Recommended by Julie, July 2007

 
Book Cover for Setting the Table Meyer, Danny
Setting the Table: The Transforming Power of Hospitality in Business

Nonfiction
Danny Meyer opened Union Square Cafe in 1985 when he was 27 years old. Since then his New York City restaurant empire has grown to include 11 establishments. In Setting the Table Meyer explores his family, business, and taste history with an emphasis on food. Readers interested in dining and restaurants are likely to enjoy his stories.
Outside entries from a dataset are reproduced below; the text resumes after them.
use std::{
    cell::{Cell, RefCell},
    rc::Rc,
};

use crate::{
    CallbackHandle, Callbacks, GeolocationError, GeolocationItem, GeolocationOptions,
    GeolocatorConfig, ModuleLoader, Result, ScriptModule, WatchId,
};

/// Where a [`Geolocator`] is in its lifetime.
#[derive(Debug, Clone, Copy, PartialEq, Eq)]
pub enum LifecycleState {
    /// [`Geolocator::initialize`] has not been called yet.
    Uninitialized,
    /// The script module is being loaded.
    Loading,
    /// The script module is loaded and requests can be made.
    Ready,
    /// Loading the script module failed. The error was sent to the error callback.
    LoadFailed,
    /// [`Geolocator::teardown`] has run.
    Disposed,
}

impl std::fmt::Display for LifecycleState {
    fn fmt(&self, f: &mut std::fmt::Formatter<'_>) -> std::fmt::Result {
        f.write_str(match self {
            LifecycleState::Uninitialized => "uninitialized",
            LifecycleState::Loading => "loading",
            LifecycleState::Ready => "ready",
            LifecycleState::LoadFailed => "load failed",
            LifecycleState::Disposed => "disposed",
        })
    }
}

enum State {
    Uninitialized,
    Loading,
    Ready {
        module: Rc<dyn ScriptModule>,
        handle: CallbackHandle,
    },
    LoadFailed,
    Disposed,
}

impl State {
    fn lifecycle(&self) -> LifecycleState {
        match self {
            State::Uninitialized => LifecycleState::Uninitialized,
            State::Loading => LifecycleState::Loading,
            State::Ready { .. } => LifecycleState::Ready,
            State::LoadFailed => LifecycleState::LoadFailed,
            State::Disposed => LifecycleState::Disposed,
        }
    }
}

pub(crate) struct Inner {
    config: GeolocatorConfig,
    options: Cell<GeolocationOptions>,
    callbacks: Callbacks,
    loader: Box<dyn ModuleLoader>,
    state: RefCell<State>,
    watch_id: Cell<Option<WatchId>>,
}

/// Drives a browser-side geolocation [`ScriptModule`] and relays what it reports to the host's
/// [`Callbacks`].
///
/// A geolocator moves through `Uninitialized → Ready → Disposed`. Requests made before
/// [`Geolocator::initialize`] finishes or after [`Geolocator::teardown`] fail with
/// [`GeolocationError::NotReady`] or [`GeolocationError::Disposed`] instead of reaching the module.
/// After a failed load, and for failures of the module or of the host callbacks, nothing escapes a
/// request: the error is handed to the error callback as a message.
///
/// Cloning a geolocator is cheap and every clone drives the same module.
#[derive(Clone)]
pub struct Geolocator {
    inner: Rc<Inner>,
}

impl Geolocator {
    /// Create a geolocator that will load its script module through `loader`.
    pub fn new(
        config: GeolocatorConfig,
        callbacks: Callbacks,
        loader: impl ModuleLoader + 'static,
    ) -> Self {
        Self {
            inner: Rc::new(Inner {
                options: Cell::new(config.options),
                config,
                callbacks,
                loader: Box::new(loader),
                state: RefCell::new(State::Uninitialized),
                watch_id: Cell::new(None),
            }),
        }
    }

    /// Create a geolocator backed by the bundled browser script, evaluated through
    /// [`dioxus::document::eval`].
    pub fn web(config: GeolocatorConfig, callbacks: Callbacks) -> Self {
        Self::new(config, callbacks, crate::EvalModuleLoader)
    }

    /// The configuration this geolocator was created with. Its labels and `show_buttons` are for
    /// the host's rendering; later [`Geolocator::set_options`] calls are not reflected here.
    pub fn config(&self) -> &GeolocatorConfig {
        &self.inner.config
    }

    /// The options sent with the next [`Geolocator::get_location`] or
    /// [`Geolocator::watch_position`].
    pub fn options(&self) -> GeolocationOptions {
        self.inner.options.get()
    }

    /// Replace the options used by later requests. A running watch keeps the options it was
    /// started with.
    pub fn set_options(&self, options: GeolocationOptions) {
        self.inner.options.set(options);
    }

    pub fn state(&self) -> LifecycleState {
        self.inner.state.borrow().lifecycle()
    }

    /// The id of the running watch, once the script module has reported it.
    pub fn watch_id(&self) -> Option<WatchId> {
        self.inner.watch_id.get()
    }

    /// Load the script module.
    ///
    /// Only the first call does anything. A load failure is sent to the error callback and leaves
    /// the geolocator in [`LifecycleState::LoadFailed`].
    pub async fn initialize(&self) {
        {
            let mut state = self.inner.state.borrow_mut();
            if !matches!(*state, State::Uninitialized) {
                tracing::trace!("geolocation module already initialized ({})", state.lifecycle());
                return;
            }
            *state = State::Loading;
        }

        let handle = CallbackHandle::new(Rc::downgrade(&self.inner));
        let loaded = self.inner.loader.load(handle.clone()).await;

        let mut state = self.inner.state.borrow_mut();
        let disposed = matches!(*state, State::Disposed);

        match loaded {
            Ok(module) => {
                let module: Rc<dyn ScriptModule> = Rc::from(module);
                if disposed {
                    drop(state);
                    tracing::trace!("geolocation torn down while loading, releasing the module");
                    handle.release();
                    module.dispose();
                    return;
                }
                *state = State::Ready { module, handle };
                tracing::trace!("geolocation module ready");
            }
            Err(err) => {
                handle.release();
                if disposed {
                    return;
                }
                *state = State::LoadFailed;
                drop(state);
                self.inner.report(&GeolocationError::ModuleLoad(err)).await;
            }
        }
    }

    /// Release the callback handle and the script module.
    ///
    /// Safe to call any number of times, before or after [`Geolocator::initialize`].
    pub fn teardown(&self) {
        let previous = self.inner.state.replace(State::Disposed);
        match previous {
            State::Ready { module, handle } => {
                handle.release();
                module.dispose();
                self.inner.watch_id.set(None);
                tracing::trace!("geolocation module disposed");
            }
            State::Loading => {
                tracing::trace!("geolocation disposed while the module is still loading");
            }
            State::Uninitialized | State::LoadFailed | State::Disposed => {}
        }
    }

    /// Request a single position fix. The fix arrives through the result callback.
    pub async fn get_location(&self) -> Result<()> {
        let Some(module) = self.ready_module().await? else {
            return Ok(());
        };
        tracing::debug!("requesting a single position fix");
        if let Err(source) = module.get_location(true, Some(&self.options())).await {
            self.inner
                .report(&GeolocationError::Invocation {
                    operation: "getLocation",
                    source,
                })
                .await;
        }
        Ok(())
    }

    /// Start watching the position. Every fix arrives through the result callback.
    pub async fn watch_position(&self) -> Result<()> {
        let Some(module) = self.ready_module().await? else {
            return Ok(());
        };
        tracing::debug!("starting a position watch");
        if let Err(source) = module.get_location(false, Some(&self.options())).await {
            self.inner
                .report(&GeolocationError::Invocation {
                    operation: "watchPosition",
                    source,
                })
                .await;
        }
        Ok(())
    }

    /// Stop the running watch.
    ///
    /// The stored watch id is cleared before the module is asked to cancel it, so a second call
    /// hands the module `None`.
    pub async fn clear_watch(&self) -> Result<()> {
        let Some(module) = self.ready_module().await? else {
            return Ok(());
        };
        let watch_id = self.inner.watch_id.take();
        tracing::debug!(?watch_id, "clearing position watch");
        if let Err(source) = module.clear_watch_location(watch_id).await {
            self.inner
                .report(&GeolocationError::Invocation {
                    operation: "clearWatch",
                    source,
                })
                .await;
        }
        Ok(())
    }

    /// The loaded module. Anything else is reported to the error callback first: after a failed
    /// load the request then quietly does nothing, in every other state it is rejected.
    async fn ready_module(&self) -> Result<Option<Rc<dyn ScriptModule>>> {
        let err = match &*self.inner.state.borrow() {
            State::Ready { module, .. } => return Ok(Some(module.clone())),
            State::Disposed => GeolocationError::Disposed,
            other => GeolocationError::NotReady(other.lifecycle()),
        };

        self.inner.report(&err).await;
        match err {
            GeolocationError::NotReady(LifecycleState::LoadFailed) => Ok(None),
            err => Err(err),
        }
    }
}

impl PartialEq for Geolocator {
    fn eq(&self, other: &Self) -> bool {
        Rc::ptr_eq(&self.inner, &other.inner)
    }
}

impl std::fmt::Debug for Geolocator {
    fn fmt(&self, f: &mut std::fmt::Formatter<'_>) -> std::fmt::Result {
        f.debug_struct("Geolocator")
            .field("state", &self.state())
            .field("watch_id", &self.watch_id())
            .field("options", &self.options())
            .field("config", &self.inner.config)
            .field("callbacks", &self.inner.callbacks)
            .finish()
    }
}

impl Inner {
    pub(crate) async fn relay_result(&self, item: GeolocationItem) {
        let Some(callback) = self.callbacks.result() else {
            return;
        };
        if let Err(err) = callback(item).await {
            self.report(&GeolocationError::Callback(err.to_string()))
                .await;
        }
    }

    pub(crate) async fn relay_status(&self, status: String) {
        let Some(callback) = self.callbacks.status() else {
            return;
        };
        if let Err(err) = callback(status).await {
            self.report(&GeolocationError::Callback(err.to_string()))
                .await;
        }
    }

    pub(crate) fn assign_watch_id(&self, watch_id: WatchId) {
        self.watch_id.set(Some(watch_id));
    }

    pub(crate) async fn report(&self, err: &GeolocationError) {
        tracing::warn!("geolocation error: {err}");
        self.relay_error(err.to_string()).await;
    }

    pub(crate) async fn relay_error(&self, message: String) {
        let Some(callback) = self.callbacks.error() else {
            return;
        };
        if let Err(err) = callback(message).await {
            tracing::error!("geolocation error callback failed: {err}");
        }
    }
}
But what I value most about this book is that Meyer has woven his management philosophy throughout, showing the development of what he calls "Enlightened Hospitality." I got excited about "Enlightened Hospitality" while reading an interview just before Setting the Table was published, in which Meyer emphasized the importance of making his customers feel heard. He said, "The customer is certainly not always right. But they must always feel heard." Setting the Table has inspired me to pay more attention to the importance of listening to others, whether customers, employees, supervisors, or friends, regardless of my reaction to what they might be saying. Among many other important lessons, this book has encouraged me to focus on the act of listening. We take listening for granted, but careful listening really is a gift we give each other.
Recommended by Julie, April 2007

 
Book Cover for Returning to Earth Harrison, Jim
Returning to Earth

Fiction
Returning to Earth chronicles a year in the life of a closely knit family in Michigan's Upper Peninsula. Four characters are each given one-quarter of the novel to tell their first-person tale. Donald, who is Chippewa-Finnish, begins the story. He is dying of Lou Gehrig's disease at age forty-five. As he dictates to his wife the story of his ancestors, he weaves family history, strong ties to the natural world, and hints of private, mystical views of life, death, and an afterlife. On page one Donald says, "I don't have the right language to keep up with my thinking or my memory or all of my emotions over being sick." But his authentic, distinct voice and stream of consciousness style is just right for a man overwhelmed with love for life. The members of Donald's family who narrate the remaining three sections of the novel face their private grief as well as struggle to help each other cope with Donald's death. Each narrator's voice is distinctive and utterly believable, and the themes of integrity and reverence for the earth are completely compelling.